Most of us have experienced the way music can transport us back to long past memories, can calm us, steady us and move us to feel at one with the world.
At a time when my mother who later passed away from Alzheimer’s could no longer recognize me, we could still sing together, which gave us a great way to connect with shared emotions, take a trip down memory lane and just to simply have fun.
Music is also being shown, to be a great way to break through to dementia patients.
The late, Dr. Oliver Wolf Sacks, a highly regarded British neurologist and author, has become widely known for writing best-selling case histories about his patients’ disorders. Some of his books have been adapted for film and stage. Dr. Sacks states “The past which is not recoverable in any other way is embedded, as if in amber, in the music, and people can regain a sense of identity. . .”
Sacks goes on to say that improvements of mood, behavior, even cognitive function—once set off by music can sometimes persist for hours or even days in people with dementia.
Read more: Music and our Brains
Perhaps most remarkably, people with Alzheimer’s disease and other dementia’s can respond to music when nothing else reaches them. Alzheimer’s can totally destroy the ability to remember family members or events from one’s own life—but musical memory somehow survives the ravages of disease, and even in people with advanced dementia can often reawaken personal memories and associations that are otherwise lost.
Alive Inside: A Story of Music and Memory is a 2014 American documentary film directed and produced by Michael Rossato-Bennett. The film which premiered in the Sundance Film Festival, won the Audience Award: The film deals with the subject of people living with Alzheimer’s disease and shows how music can help and ease their suffering.
As producer Rossato-Bennett says, “It is not a cure. It is not a drug, – but we can use music to make people happier, to help them age in place more easily”

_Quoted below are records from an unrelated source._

//! Navigation tree decoded from a user's pages string.

use std::fmt::{Display, Formatter, Result as FmtResult};

use serde::{Deserialize, Serialize};
use utoipa::ToSchema;

/// One entry in a user's navigation menu.
///
/// Leaves point at a page. Group headers carry their label as both `title`
/// and `page_id`, and list their entries in `children`.
///
/// A group parsed from `Laporan>` has no children but is still a header:
/// its label never becomes a page. That marker is not part of the JSON
/// shape, so a childless group read back from JSON is a leaf.
#[derive(Debug, Clone, Serialize, Deserialize, ToSchema, PartialEq, Eq, Hash)]
#[serde(rename_all = "camelCase")]
pub struct MenuNode {
    pub title: String,
    pub page_id: String,
    #[serde(default)]
    #[schema(no_recursion)]
    pub children: Vec<MenuNode>,
    #[serde(skip)]
    header: bool,
}

impl MenuNode {
    /// A menu entry pointing at a single page.
    pub fn leaf(title: impl Into<String>, page_id: impl Into<String>) -> Self {
        MenuNode {
            title: title.into(),
            page_id: page_id.into(),
            children: Vec::new(),
            header: false,
        }
    }

    /// A menu header. The label doubles as the node's page id.
    pub fn group(label: impl Into<String>, children: Vec<MenuNode>) -> Self {
        let label = label.into();
        MenuNode {
            page_id: label.clone(),
            title: label,
            children,
            header: true,
        }
    }

    /// Whether this node is a menu header, with or without entries.
    pub fn is_group(&self) -> bool {
        self.header || !self.children.is_empty()
    }

    pub fn is_leaf(&self) -> bool {
        !self.is_group()
    }
}

impl Display for MenuNode {
    fn fmt(&self, f: &mut Formatter<'_>) -> FmtResult {
        if self.is_leaf() {
            write!(f, "{} ({})", self.title, self.page_id)
        } else {
            write!(f, "{} [{} entries]", self.title, self.children.len())
        }
    }
}

/// Result of parsing a pages string.
#[derive(Debug, Default, Clone, Serialize, Deserialize, ToSchema, PartialEq, Eq, Hash)]
#[serde(rename_all = "camelCase")]
pub struct ParsedPages {
    /// Every page id in the string, first occurrence order, no duplicates.
    pub flat_identifiers: Vec<String>,
    pub tree: Vec<MenuNode>,
}

impl ParsedPages {
    pub fn is_empty(&self) -> bool {
        self.tree.is_empty()
    }

    /// Whether `page_id` is one of the pages this menu grants.
    ///
    /// Group labels are headers, not pages, so they never match here.
    pub fn allows_page(&self, page_id: &str) -> bool {
        self.flat_identifiers.iter().any(|id| id == page_id)
    }
}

Dr. Laura Mosqueda, Director of Geriatrics at the University of California, Irvine School of Medicine, explains that because music affects so many parts of the brain, it touches areas that may not be damaged by the disease and brings those pathways to the forefront. The result is the astounding “awakening” that often occurs.
Here are five reasons why researchers believe that music boosts brain activity:
1. Music evokes emotions that bring memories.
Music evokes emotion, and emotion can bring with it memory. It brings back the feeling of life when nothing else can. By pairing music with every day activities, patients can develop a rhythm that helps them to the recall the memory of that activity, improving cognitive ability over time.
- Musical aptitude and appreciation are two of the last remaining abilities in dementia patients.
Because these two abilities remain long after other abilities have passed, music is an excellent way to reach beyond the disease and reach the person.
- Music can bring emotional and physical closeness.
In the later stages of dementia, patients often lose the ability to share emotions with caregivers. Through music, as long as they are ambulatory, they can often dance. Dancing can lead to hugs, kisses and touching which brings security and memories.
- Singing is engaging.
As singing activates the left side of the brain, listening to music sparks activity in the right. With so much of the brain being stimulated people with dementia exercise more mind power than usual.
- Music can shift mood, manage stress and stimulate positive interactions.
Music can shift mood, manage stress-induced agitation, stimulate positive interactions, facilitate cognitive function and coordinate motor movements. This is because music requires little to no mental processing,
Which Musicals or Movies Work Best?
Getting a loved one with dementia or Alzheimer’s to engage with music and movies may depend on which genre they enjoy the most. But the suggestions below can help you get started:
- The Sound of Music
- When You Wish Upon a Star.
- Somewhere Over the Rainbow.
Many care facilities report that residents are happier, more engaged, and much calmer with the use of music therapy. They note that staff members are able to create more meaningful relationships with patients, spending less time dealing with behavioral issues. Perhaps most encouraging, some facilities are actually seeing a reduction in the need for psychotropic drugs, which carry with them a set of problems all their own.
One program that brings personalized digital music to the elderly has provided iPod’s to over 140 care facilities in the U.S. and Canada.
Country music superstar Kenny Chesney recently recorded a PSA asking fans to consider donating an MP3 player or making a monetary contribution to support this important work.
The organization also educates elder care professionals and family caregivers on how to create powerful personalized playlists to help Alzheimer’s and dementia patients reconnect with memories triggered by music. Read More : Music and Memory
So let’s encourage our loved ones with dementia to “Wish Upon A Star” and bring to mind the memories of joy that music in their past life has brought them and that we can share with them.